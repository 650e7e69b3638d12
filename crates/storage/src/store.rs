//! In-memory task store
//!
//! Keeps tasks in insertion order and owns the identifier generator.

use tareas_core::{Category, Priority, Task, TaskId};
use tracing::{debug, info};

use crate::error::{Result, StorageError};

/// Monotonic identifier generator
#[derive(Debug, Clone, Copy, PartialEq, Eq)]
pub struct IdGenerator {
    next: TaskId,
}

impl Default for IdGenerator {
    fn default() -> Self {
        Self { next: TaskId::FIRST }
    }
}

impl IdGenerator {
    pub fn new() -> Self {
        Self::default()
    }

    /// Identifier the next call to `allocate` will return
    pub fn peek(&self) -> TaskId {
        self.next
    }

    pub fn allocate(&mut self) -> TaskId {
        let id = self.next;
        self.next = id.next();
        id
    }

    /// Moves past `id` if it is not already behind us. Never moves backwards.
    pub fn observe(&mut self, id: TaskId) {
        if id >= self.next {
            self.next = id.next();
        }
    }
}

/// In-memory task store
#[derive(Debug, Default)]
pub struct TaskStore {
    tasks: Vec<Task>,
    ids: IdGenerator,
}

impl TaskStore {
    pub fn new() -> Self {
        Self::default()
    }

    /// Create a task with the next identifier and append it
    pub fn create(
        &mut self,
        name: impl Into<String>,
        description: impl Into<String>,
        category: Category,
        priority: Priority,
    ) -> &Task {
        let id = self.ids.allocate();
        let task = Task::new(id, name, description, category, priority);
        debug!(%id, category = %task.category, "task created");
        let index = self.tasks.len();
        self.tasks.push(task);
        &self.tasks[index]
    }

    /// Tasks of `category`, in insertion order
    pub fn filter_by_category(&self, category: Category) -> impl Iterator<Item = &Task> + '_ {
        self.tasks.iter().filter(move |t| t.category == category)
    }

    pub fn delete_by_id(&mut self, id: TaskId) -> Result<Task> {
        let index = self
            .tasks
            .iter()
            .position(|t| t.id == id)
            .ok_or(StorageError::NotFound(id))?;
        let removed = self.tasks.remove(index);
        debug!(%id, "task deleted");
        Ok(removed)
    }

    /// All tasks, in insertion order
    pub fn tasks(&self) -> &[Task] {
        &self.tasks
    }

    /// Replace the whole collection, advancing the generator past every loaded id
    pub fn replace_all(&mut self, tasks: Vec<Task>) {
        for task in &tasks {
            self.ids.observe(task.id);
        }
        info!(count = tasks.len(), next_id = %self.ids.peek(), "task list replaced");
        self.tasks = tasks;
    }

    pub fn next_id(&self) -> TaskId {
        self.ids.peek()
    }

    pub fn len(&self) -> usize {
        self.tasks.len()
    }

    pub fn is_empty(&self) -> bool {
        self.tasks.is_empty()
    }
}
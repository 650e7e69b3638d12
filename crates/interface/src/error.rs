//! Console errors

use tareas_core::InputError;
use tareas_storage::StorageError;
use thiserror::Error;

/// Console Errors
///
/// `Input` and `Storage` abort the current operation and are reported on the console.
/// `Io` means the console streams themselves failed and ends the session.
#[derive(Debug, Error)]
pub enum ConsoleError {
    #[error("Console I/O error: {0}")]
    Io(#[from] std::io::Error),

    #[error(transparent)]
    Input(#[from] InputError),

    #[error(transparent)]
    Storage(#[from] StorageError),
}

impl ConsoleError {
    /// Whether the session can continue after reporting this error
    pub fn is_recoverable(&self) -> bool {
        !matches!(self, ConsoleError::Io(_))
    }

    /// Line shown to the user for a recoverable error
    pub fn user_message(&self) -> String {
        match self {
            ConsoleError::Input(e) => e.to_string(),
            ConsoleError::Storage(StorageError::NotFound(id)) => {
                format!("No task found with ID {id}.")
            }
            ConsoleError::Storage(e @ StorageError::Malformed { .. }) => {
                format!("Import failed: {e}")
            }
            ConsoleError::Storage(StorageError::Io(e)) => format!("File error: {e}"),
            ConsoleError::Io(e) => e.to_string(),
        }
    }
}
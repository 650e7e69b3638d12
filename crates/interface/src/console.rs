//! Console - 文本菜单控制器
//!
//! 状态机：
//! - MenuPrompt: 显示菜单并读取选项
//! - Create / Filter / Delete / Export / Import: 单次操作，结束后回到 MenuPrompt
//! - Exit: 终止状态
//!
//! The console is generic over its input and output streams, so a session can be driven by
//! canned input and its transcript inspected afterwards.

use std::io::{BufRead, Write};

use tareas_core::{
    decode_line, parse_category, parse_priority, parse_task_id, validate_text, Category,
};
use tareas_storage::{load_tasks, save_tasks, CsvLineCodec, TaskCodec, TaskStore};
use tracing::{debug, info};

use crate::config::ConsoleConfig;
use crate::error::ConsoleError;

pub type Result<T> = std::result::Result<T, ConsoleError>;

/// Console state
#[derive(Debug, Clone, Copy, PartialEq, Eq)]
pub enum ConsoleState {
    MenuPrompt,
    Create,
    Filter,
    Delete,
    Export,
    Import,
    Exit,
}

impl ConsoleState {
    /// Map a menu choice ("1".."6") to the state it selects
    pub fn from_choice(choice: &str) -> Option<Self> {
        match choice.trim() {
            "1" => Some(ConsoleState::Create),
            "2" => Some(ConsoleState::Filter),
            "3" => Some(ConsoleState::Delete),
            "4" => Some(ConsoleState::Export),
            "5" => Some(ConsoleState::Import),
            "6" => Some(ConsoleState::Exit),
            _ => None,
        }
    }

    pub fn is_terminal(self) -> bool {
        self == ConsoleState::Exit
    }
}

const MENU: &str = "\n--- TASK MANAGER ---
1. Create task
2. Find tasks by category
3. Delete task
4. Export tasks
5. Import tasks
6. Exit";

/// Text console over a task store
pub struct Console<R, W> {
    config: ConsoleConfig,
    store: TaskStore,
    codec: Box<dyn TaskCodec>,
    input: R,
    output: W,
    state: ConsoleState,
}

impl<R: BufRead, W: Write> Console<R, W> {
    pub fn new(config: ConsoleConfig, input: R, output: W) -> Self {
        Self {
            config,
            store: TaskStore::new(),
            codec: Box::new(CsvLineCodec),
            input,
            output,
            state: ConsoleState::MenuPrompt,
        }
    }

    /// Use a different line format for export / import
    pub fn with_codec(mut self, codec: impl TaskCodec + 'static) -> Self {
        self.codec = Box::new(codec);
        self
    }

    pub fn state(&self) -> ConsoleState {
        self.state
    }

    pub fn store(&self) -> &TaskStore {
        &self.store
    }

    pub fn store_mut(&mut self) -> &mut TaskStore {
        &mut self.store
    }

    pub fn output(&self) -> &W {
        &self.output
    }

    /// Run until the Exit state
    pub fn run(&mut self) -> Result<()> {
        info!("console started");
        while !self.state.is_terminal() {
            self.step()?;
        }
        self.output.flush()?;
        info!("console exited");
        Ok(())
    }

    /// Execute the current state and move to the next one
    ///
    /// Recoverable errors are printed and the machine returns to the menu. Only failures of
    /// the console streams are returned.
    pub fn step(&mut self) -> Result<ConsoleState> {
        let current = self.state;
        let outcome = match current {
            ConsoleState::MenuPrompt => self.menu(),
            ConsoleState::Create => self.create().map(|_| ConsoleState::MenuPrompt),
            ConsoleState::Filter => self.filter().map(|_| ConsoleState::MenuPrompt),
            ConsoleState::Delete => self.delete().map(|_| ConsoleState::MenuPrompt),
            ConsoleState::Export => self.export().map(|_| ConsoleState::MenuPrompt),
            ConsoleState::Import => self.import().map(|_| ConsoleState::MenuPrompt),
            ConsoleState::Exit => Ok(ConsoleState::Exit),
        };

        let next = match outcome {
            Ok(next) => next,
            Err(e) if e.is_recoverable() => {
                debug!(state = ?current, error = %e, "operation aborted");
                writeln!(self.output, "{}", e.user_message())?;
                ConsoleState::MenuPrompt
            }
            Err(e) => return Err(e),
        };

        debug!(from = ?current, to = ?next, "state transition");
        self.state = next;
        Ok(next)
    }

    fn menu(&mut self) -> Result<ConsoleState> {
        writeln!(self.output, "{MENU}")?;
        let prompt = self.config.prompt.clone();
        let Some(choice) = self.ask(&prompt)? else {
            // end of input
            return Ok(ConsoleState::Exit);
        };

        match ConsoleState::from_choice(&choice) {
            Some(next) => Ok(next),
            None => {
                writeln!(self.output, "Invalid option, try again.")?;
                Ok(ConsoleState::MenuPrompt)
            }
        }
    }

    fn create(&mut self) -> Result<()> {
        let name = self.answer("Name: ")?;
        let name = validate_text("name", &name)?;

        let description = self.answer("Description: ")?;
        let description = validate_text("description", &description)?;

        let category = self.answer(&format!("Category ({}): ", Category::choices()))?;
        let category = parse_category(&category)?;

        let priority = self.answer("High priority? (true/false): ")?;
        let priority = parse_priority(&priority)?;

        let task = self.store.create(name, description, category, priority);
        info!(id = %task.id, "task created from console");
        writeln!(self.output, "Task created successfully!")?;
        Ok(())
    }

    fn filter(&mut self) -> Result<()> {
        let prompt = format!("Enter the category to search ({}): ", Category::choices());
        let category = self.answer(&prompt)?;
        let category = parse_category(&category)?;

        writeln!(self.output, "\nTasks of category {category}:")?;
        for task in self.store.filter_by_category(category) {
            writeln!(self.output, "{task}")?;
        }
        Ok(())
    }

    fn delete(&mut self) -> Result<()> {
        let answer = self.answer("Enter the ID of the task to delete: ")?;
        let Some(id) = parse_task_id(&answer)? else {
            writeln!(self.output, "No task found with ID {}.", answer.trim())?;
            return Ok(());
        };

        self.store.delete_by_id(id)?;
        writeln!(self.output, "Task deleted successfully.")?;
        Ok(())
    }

    fn export(&mut self) -> Result<()> {
        save_tasks(&self.config.data_file, self.store.tasks(), self.codec.as_ref())?;
        info!(path = %self.config.data_file.display(), count = self.store.len(), "tasks exported");
        writeln!(self.output, "Tasks exported to {}", self.config.data_file.display())?;
        Ok(())
    }

    fn import(&mut self) -> Result<()> {
        match load_tasks(&self.config.data_file, self.codec.as_ref())? {
            Some(tasks) => {
                self.store.replace_all(tasks);
                writeln!(self.output, "Tasks imported successfully.")?;
            }
            None => {
                writeln!(self.output, "File {} not found.", self.config.data_file.display())?;
            }
        }
        Ok(())
    }

    /// Prompt and read one line; `None` at end of input
    fn ask(&mut self, prompt: &str) -> Result<Option<String>> {
        write!(self.output, "{prompt}")?;
        self.output.flush()?;

        let mut buf = Vec::new();
        if self.input.read_until(b'\n', &mut buf)? == 0 {
            return Ok(None);
        }
        let line = decode_line(buf)?;
        Ok(Some(line.trim_end_matches(['\r', '\n']).to_string()))
    }

    /// Prompt for a field; end of input reads as an empty answer
    fn answer(&mut self, prompt: &str) -> Result<String> {
        Ok(self.ask(prompt)?.unwrap_or_default())
    }
}
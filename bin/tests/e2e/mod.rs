//! Tareas E2E 测试
//!
//! 通过 stdin 驱动真实二进制，覆盖菜单流程与 tareas.txt 持久化

use std::io::Write;
use std::path::{Path, PathBuf};
use std::process::{Command, Stdio};
use tempfile::TempDir;

// ============== 基础设施 ==============

/// Tareas 二进制调用封装
pub struct TareasCli {
    bin_path: PathBuf,
    work_dir: PathBuf,
}

/// 一次会话的输出
#[derive(Debug)]
pub struct SessionResult {
    pub success: bool,
    pub exit_code: Option<i32>,
    pub stdout: String,
    pub stderr: String,
}

impl TareasCli {
    pub fn new(work_dir: &Path) -> Self {
        Self {
            bin_path: PathBuf::from(env!("CARGO_BIN_EXE_tareas")),
            work_dir: work_dir.to_path_buf(),
        }
    }

    /// 以给定输入运行一次会话
    pub fn session(&self, input: &str) -> SessionResult {
        let mut child = Command::new(&self.bin_path)
            .current_dir(&self.work_dir)
            .env_remove("RUST_LOG")
            .stdin(Stdio::piped())
            .stdout(Stdio::piped())
            .stderr(Stdio::piped())
            .spawn()
            .expect("failed to spawn tareas");

        child
            .stdin
            .take()
            .expect("stdin is piped")
            .write_all(input.as_bytes())
            .expect("failed to write stdin");

        let output = child.wait_with_output().expect("failed to wait for tareas");
        SessionResult {
            success: output.status.success(),
            exit_code: output.status.code(),
            stdout: String::from_utf8_lossy(&output.stdout).to_string(),
            stderr: String::from_utf8_lossy(&output.stderr).to_string(),
        }
    }

    pub fn data_file(&self) -> PathBuf {
        self.work_dir.join("tareas.txt")
    }
}

// ============== 测试 ==============

#[test]
fn test_exit_option() {
    let dir = TempDir::new().unwrap();
    let result = TareasCli::new(dir.path()).session("6\n");

    assert!(result.success);
    assert_eq!(result.exit_code, Some(0));
    assert!(result.stdout.contains("--- TASK MANAGER ---"));
    assert!(result.stdout.contains("6. Exit"));
    assert!(result.stderr.is_empty());
}

#[test]
fn test_closed_stdin_exits_cleanly() {
    let dir = TempDir::new().unwrap();
    let result = TareasCli::new(dir.path()).session("");
    assert!(result.success);
}

#[test]
fn test_export_writes_data_file_in_working_directory() {
    let dir = TempDir::new().unwrap();
    let cli = TareasCli::new(dir.path());
    let input = "1\nGroceries\nBuy milk\nLeisure\nfalse\n\
                 1\nReport\nFinish Q3 report\nWork\ntrue\n\
                 3\n1\n4\n6\n";

    let result = cli.session(input);
    assert!(result.success);
    assert!(result.stdout.contains("Tasks exported to tareas.txt"));
    assert_eq!(
        std::fs::read_to_string(cli.data_file()).unwrap(),
        "2,Report,Finish Q3 report,Work,True\n"
    );
}

#[test]
fn test_import_across_sessions() {
    let dir = TempDir::new().unwrap();
    let cli = TareasCli::new(dir.path());
    std::fs::write(cli.data_file(), "2,Report,Finish Q3 report,Work,True\n").unwrap();

    let result = cli.session("5\n1\nGym\nLeg day\npersonal\nfalse\n2\nPersonal\n2\nWork\n6\n");
    assert!(result.success);
    assert!(result.stdout.contains("Tasks imported successfully."));
    assert!(result.stdout.contains(
        "Id: 3, Name: Gym, Description: Leg day, Category: Personal, Priority: Normal"
    ));
    assert!(result.stdout.contains(
        "Id: 2, Name: Report, Description: Finish Q3 report, Category: Work, Priority: High"
    ));
}

#[test]
fn test_import_without_file() {
    let dir = TempDir::new().unwrap();
    let result = TareasCli::new(dir.path()).session("5\n6\n");

    assert!(result.success);
    assert!(result.stdout.contains("File tareas.txt not found."));
}

#[test]
fn test_malformed_file_does_not_crash() {
    let dir = TempDir::new().unwrap();
    let cli = TareasCli::new(dir.path());
    std::fs::write(cli.data_file(), "x,a,b,Work,True\n").unwrap();

    let result = cli.session("5\n6\n");
    assert!(result.success);
    assert!(result.stdout.contains("Import failed: line 1: invalid id 'x'"));
}
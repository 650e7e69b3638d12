//! Storage errors

use tareas_core::TaskId;
use thiserror::Error;

use crate::codec::DecodeError;

/// 存储错误
#[derive(Debug, Error)]
pub enum StorageError {
    #[error("I/O error: {0}")]
    Io(#[from] std::io::Error),

    #[error("line {line}: {source}")]
    Malformed {
        line: usize,
        #[source]
        source: DecodeError,
    },

    #[error("No task found with ID {0}")]
    NotFound(TaskId),
}

pub type Result<T> = std::result::Result<T, StorageError>;

impl StorageError {
    pub fn is_not_found(&self) -> bool {
        matches!(self, StorageError::NotFound(_))
    }
}
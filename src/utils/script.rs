//! Executable file output.
//!
//! Start scripts and node files flagged executable are written with mode
//! `0o755` so that the container image can run them without a `chmod`
//! layer.

use crate::error::{EmuError, Result};
use std::path::Path;

/// Write `content` to `path` and mark it executable.
pub fn write_executable(path: &Path, content: &str) -> Result<()> {
    std::fs::write(path, content).map_err(|e| EmuError::artifact(path, e))?;

    #[cfg(unix)]
    {
        use std::os::unix::fs::PermissionsExt;
        let mut perms = std::fs::metadata(path)
            .map_err(|e| EmuError::artifact(path, e))?
            .permissions();
        perms.set_mode(0o755);
        std::fs::set_permissions(path, perms).map_err(|e| EmuError::artifact(path, e))?;
    }

    Ok(())
}
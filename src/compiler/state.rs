//! Per-node state directories.
//!
//! Services that persist data (for example a blockchain data directory)
//! declare a state volume on their node. The compiler creates the host side
//! of each volume under the output directory so it can be bind-mounted.

use crate::error::{EmuError, Result};
use serde::{Deserialize, Serialize};
use std::path::{Component, Path, PathBuf};

/// What to do when a state directory already exists.
#[derive(Debug, Clone, Copy, Default, PartialEq, Eq, Serialize, Deserialize)]
#[serde(rename_all = "snake_case")]
pub enum StateDirPolicy {
    /// Keep the existing directory and its contents
    #[default]
    Reuse,
    /// Remove the directory and create it empty (destroys saved state)
    Recreate,
}

/// Create `base/subpath` according to `policy`, returning its path.
pub fn create_state_directory(base: &Path, subpath: &str, policy: StateDirPolicy) -> Result<PathBuf> {
    let relative = Path::new(subpath);
    if relative
        .components()
        .any(|c| !matches!(c, Component::Normal(_)))
    {
        return Err(EmuError::InvalidTopology(format!(
            "state directory '{}' must be a relative path without '..'",
            subpath
        )));
    }

    let dir = base.join(relative);
    if dir.exists() {
        match policy {
            StateDirPolicy::Reuse => {
                log::debug!("Reusing state directory {}", dir.display());
                return Ok(dir);
            }
            StateDirPolicy::Recreate => {
                log::warn!("Removing existing state directory {}", dir.display());
                std::fs::remove_dir_all(&dir).map_err(|e| EmuError::artifact(&dir, e))?;
            }
        }
    }
    std::fs::create_dir_all(&dir).map_err(|e| EmuError::artifact(&dir, e))?;
    Ok(dir)
}

#[cfg(test)]
mod tests {
    use super::*;
    use tempfile::TempDir;

    #[test]
    fn test_reuse_keeps_contents() {
        let base = TempDir::new().unwrap();
        let dir = create_state_directory(base.path(), "eth-states/1", StateDirPolicy::Reuse).unwrap();
        std::fs::write(dir.join("chaindata"), "blocks").unwrap();

        let again = create_state_directory(base.path(), "eth-states/1", StateDirPolicy::Reuse).unwrap();
        assert_eq!(again, dir);
        assert!(dir.join("chaindata").exists());
    }

    #[test]
    fn test_recreate_empties_directory() {
        let base = TempDir::new().unwrap();
        let dir = create_state_directory(base.path(), "eth-states/1", StateDirPolicy::Recreate).unwrap();
        std::fs::write(dir.join("chaindata"), "blocks").unwrap();

        create_state_directory(base.path(), "eth-states/1", StateDirPolicy::Recreate).unwrap();
        assert!(dir.exists());
        assert!(!dir.join("chaindata").exists());
    }

    #[test]
    fn test_escaping_paths_rejected() {
        let base = TempDir::new().unwrap();
        assert!(create_state_directory(base.path(), "../outside", StateDirPolicy::Reuse).is_err());
        assert!(create_state_directory(base.path(), "/abs", StateDirPolicy::Reuse).is_err());
    }
}
impl EthereumService {
    /// `save_state` mounts a host state directory per server;
    /// `manual` leaves launching geth to the operator.
    pub fn new(save_state: bool, manual: bool) -> Self {
        EthereumService {
            save_state,
            manual,
            chain_id: DEFAULT_CHAIN_ID,
            ..EthereumService::default()
        }
    }

    pub fn set_consensus(&mut self, consensus: ConsensusMechanism) -> &mut Self {
        self.consensus = consensus;
        self
    }

    pub fn set_chain_id(&mut self, chain_id: u64) -> &mut Self {
        self.chain_id = chain_id;
        self
    }

    pub fn set_account_provider(&mut self, provider: Rc<dyn AccountProvider>) -> &mut Self {
        self.account_provider = Some(provider);
        self
    }

    pub fn consensus(&self) -> ConsensusMechanism {
        self.consensus
    }

    pub fn save_state(&self) -> bool {
        self.save_state
    }

    pub fn is_manual(&self) -> bool {
        self.manual
    }

    /// Declare a virtual node; installing an existing name returns its handle.
    pub fn install(&mut self, name: &str) -> &mut EthereumServer {
        let index = match self.servers.iter().position(|server| server.name == name) {
            Some(index) => index,
            None => {
                self.servers.push(EthereumServer::new(name));
                self.servers.len() - 1
            }
        };
        &mut self.servers[index]
    }

    pub fn server(&self, name: &str) -> Option<&EthereumServer> {
        self.servers.iter().find(|server| server.name == name)
    }

    pub fn servers(&self) -> &[EthereumServer] {
        &self.servers
    }

    pub fn boot_nodes(&self) -> impl Iterator<Item = &EthereumServer> + '_ {
        self.servers.iter().filter(|server| server.boot_node)
    }

    pub fn sealers(&self) -> impl Iterator<Item = &EthereumServer> + '_ {
        self.servers.iter().filter(|server| server.start_miner)
    }

    fn genesis(&self, accounts: &BTreeMap<String, Vec<EthAccount>>) -> serde_json::Value {
        let mut alloc = serde_json::Map::new();
        let mut signers = String::new();

        for server in &self.servers {
            let Some(created) = accounts.get(&server.name) else { continue };
            // geth seals with the etherbase, which defaults to the first account
            if server.start_miner {
                if let Some(etherbase) = created.first() {
                    signers.push_str(&etherbase.address);
                }
            }
            let mut created = created.iter();
            for request in &server.accounts {
                for account in created.by_ref().take(request.count as usize) {
                    alloc.insert(
                        account.address.clone(),
                        json!({ "balance": request.balance.to_string() }),
                    );
                }
            }
        }

        let mut config = json!({
            "chainId": self.chain_id,
            "homesteadBlock": 0,
            "eip150Block": 0,
            "eip155Block": 0,
            "eip158Block": 0,
            "byzantiumBlock": 0,
            "constantinopleBlock": 0,
            "petersburgBlock": 0,
            "istanbulBlock": 0,
        });
        let (difficulty, extra_data) = match self.consensus {
            ConsensusMechanism::Poa => {
                config["clique"] = json!({ "period": 15, "epoch": 30000 });
                ("0x1", format!("0x{}{}{}", "0".repeat(64), signers, "0".repeat(130)))
            }
            ConsensusMechanism::Pow => {
                config["ethash"] = json!({});
                ("0x400", "0x".to_string())
            }
        };

        json!({
            "config": config,
            "difficulty": difficulty,
            "gasLimit": "0x7A1200",
            "extraData": extra_data,
            "alloc": alloc,
        })
    }

    fn run_script(
        &self,
        server: &EthereumServer,
        bootnode_addresses: &[Ipv4Addr],
        keystore_files: &[String],
    ) -> String {
        let mut script = String::from("#!/bin/bash\n");
        script.push_str(&format!(
            "[ -d {dir}/geth ] || geth --datadir {dir} init {genesis}\n",
            dir = DATA_DIR,
            genesis = GENESIS_PATH
        ));

        if !keystore_files.is_empty() {
            script.push_str(&format!(
                "mkdir -p {dir}/keystore\ncp -n {staging}/* {dir}/keystore/\n",
                dir = DATA_DIR,
                staging = KEYSTORE_STAGING
            ));
        } else if server.account_count() > 0 {
            script.push_str(&format!(
                "if [ -z \"$(ls -A {dir}/keystore 2> /dev/null)\" ]; then\n    for i in $(seq {count}); do geth --datadir {dir} account new --password {password} > /dev/null; done\nfi\n",
                dir = DATA_DIR,
                count = server.account_count(),
                password = PASSWORD_PATH
            ));
        }
        for request in &server.accounts {
            if let Some(dir) = &request.keystore_dir {
                script.push_str(&format!(
                    "mkdir -p {dir} && cp -n {data}/keystore/* {dir}/ 2> /dev/null || true\n",
                    dir = dir,
                    data = DATA_DIR
                ));
            }
        }

        let mut args = vec![
            format!("--datadir {}", DATA_DIR),
            format!("--identity=\"{}\"", server.name),
            format!("--networkid={}", self.chain_id),
            "--syncmode full".to_string(),
            "--snapshot=false".to_string(),
            "--verbosity=2".to_string(),
            "--allow-insecure-unlock".to_string(),
            "--port 30303".to_string(),
        ];
        if server.external_connection {
            args.push(format!(
                "--http --http.addr 0.0.0.0 --http.port {} --http.corsdomain \"*\" --http.api web3,eth,debug,personal,net,clique,admin,txpool",
                GETH_HTTP_PORT
            ));
        }
        if server.unlock_accounts && server.account_count() > 0 {
            let indices: Vec<String> = (0..server.account_count()).map(|i| i.to_string()).collect();
            args.push(format!(
                "--unlock \"{}\" --password {}",
                indices.join(","),
                PASSWORD_PATH
            ));
        }
        if server.start_miner {
            args.push("--mine --miner.threads=1".to_string());
        }

        if server.boot_node {
            script.push_str(&format!(
                "nohup geth {args} > /tmp/geth.log 2>&1 &\n\
                 mkdir -p /tmp/eth-http\n\
                 until geth attach {dir}/geth.ipc --exec admin.nodeInfo.enode 2> /dev/null | tr -d '\"' > /tmp/eth-http/eth-enode-url && [ -s /tmp/eth-http/eth-enode-url ]; do sleep 1; done\n\
                 python3 -m http.server {port} -d /tmp/eth-http\n",
                args = args.join(" "),
                dir = DATA_DIR,
                port = BOOTNODE_HTTP_PORT
            ));
        } else {
            script.push_str("BOOTNODES=\"\"\n");
            for addr in bootnode_addresses {
                script.push_str(&format!(
                    "until URL=$(curl -sf http://{addr}:{port}/eth-enode-url); do sleep 3; done\nBOOTNODES=\"${{BOOTNODES:+$BOOTNODES,}}$URL\"\n",
                    addr = addr,
                    port = BOOTNODE_HTTP_PORT
                ));
            }
            script.push_str(&format!(
                "geth {} ${{BOOTNODES:+--bootnodes $BOOTNODES}}\n",
                args.join(" ")
            ));
        }
        script
    }
}
//! IPv4 prefix type used for networks, loopbacks and address pools.

use serde::{Deserialize, Deserializer, Serialize, Serializer};
use std::fmt;
use std::net::Ipv4Addr;
use std::str::FromStr;

/// An IPv4 network prefix such as `10.100.0.0/24`.
///
/// Host bits are always cleared on construction, so two prefixes compare
/// equal whenever they describe the same block.
#[derive(Debug, Clone, Copy, PartialEq, Eq, Hash, PartialOrd, Ord)]
pub struct Ipv4Prefix {
    network: Ipv4Addr,
    len: u8,
}

impl Ipv4Prefix {
    pub fn new(addr: Ipv4Addr, len: u8) -> Result<Self, String> {
        if len > 32 {
            return Err(format!("prefix length {} exceeds 32", len));
        }
        let network = Ipv4Addr::from(u32::from(addr) & Self::mask(len));
        Ok(Self { network, len })
    }

    fn mask(len: u8) -> u32 {
        if len == 0 {
            0
        } else {
            u32::MAX << (32 - u32::from(len))
        }
    }

    pub fn network(&self) -> Ipv4Addr {
        self.network
    }

    pub fn prefix_len(&self) -> u8 {
        self.len
    }

    /// Number of addresses in the block, network and broadcast included.
    pub fn size(&self) -> u64 {
        1u64 << (32 - u32::from(self.len))
    }

    /// Highest offset usable for a host (one below broadcast).
    pub fn last_host_offset(&self) -> u32 {
        match self.size() {
            0..=2 => 0,
            size => (size - 2) as u32,
        }
    }

    pub fn contains(&self, addr: Ipv4Addr) -> bool {
        u32::from(addr) & Self::mask(self.len) == u32::from(self.network)
    }

    pub fn overlaps(&self, other: &Ipv4Prefix) -> bool {
        self.contains(other.network) || other.contains(self.network)
    }

    /// Address at `offset` inside the block, if it is a usable host address.
    pub fn host(&self, offset: u32) -> Option<Ipv4Addr> {
        if offset == 0 || offset > self.last_host_offset() {
            return None;
        }
        Some(Ipv4Addr::from(u32::from(self.network) + offset))
    }
}

impl fmt::Display for Ipv4Prefix {
    fn fmt(&self, f: &mut fmt::Formatter<'_>) -> fmt::Result {
        write!(f, "{}/{}", self.network, self.len)
    }
}

impl FromStr for Ipv4Prefix {
    type Err = String;

    fn from_str(s: &str) -> Result<Self, Self::Err> {
        let (addr, len) = s
            .trim()
            .split_once('/')
            .ok_or_else(|| format!("'{}' is not in address/length form", s))?;
        let addr: Ipv4Addr = addr
            .parse()
            .map_err(|e| format!("invalid prefix address '{}': {}", addr, e))?;
        let len: u8 = len
            .parse()
            .map_err(|e| format!("invalid prefix length '{}': {}", len, e))?;
        Self::new(addr, len)
    }
}

impl Serialize for Ipv4Prefix {
    fn serialize<S: Serializer>(&self, serializer: S) -> Result<S::Ok, S::Error> {
        serializer.collect_str(self)
    }
}

impl<'de> Deserialize<'de> for Ipv4Prefix {
    fn deserialize<D: Deserializer<'de>>(deserializer: D) -> Result<Self, D::Error> {
        let raw = String::deserialize(deserializer)?;
        raw.parse().map_err(serde::de::Error::custom)
    }
}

---*---

_Description of the task_
Return every line holding the word "tempfile" from the records.

_Task answer_
use tempfile::TempDir;
    use tempfile::TempDir;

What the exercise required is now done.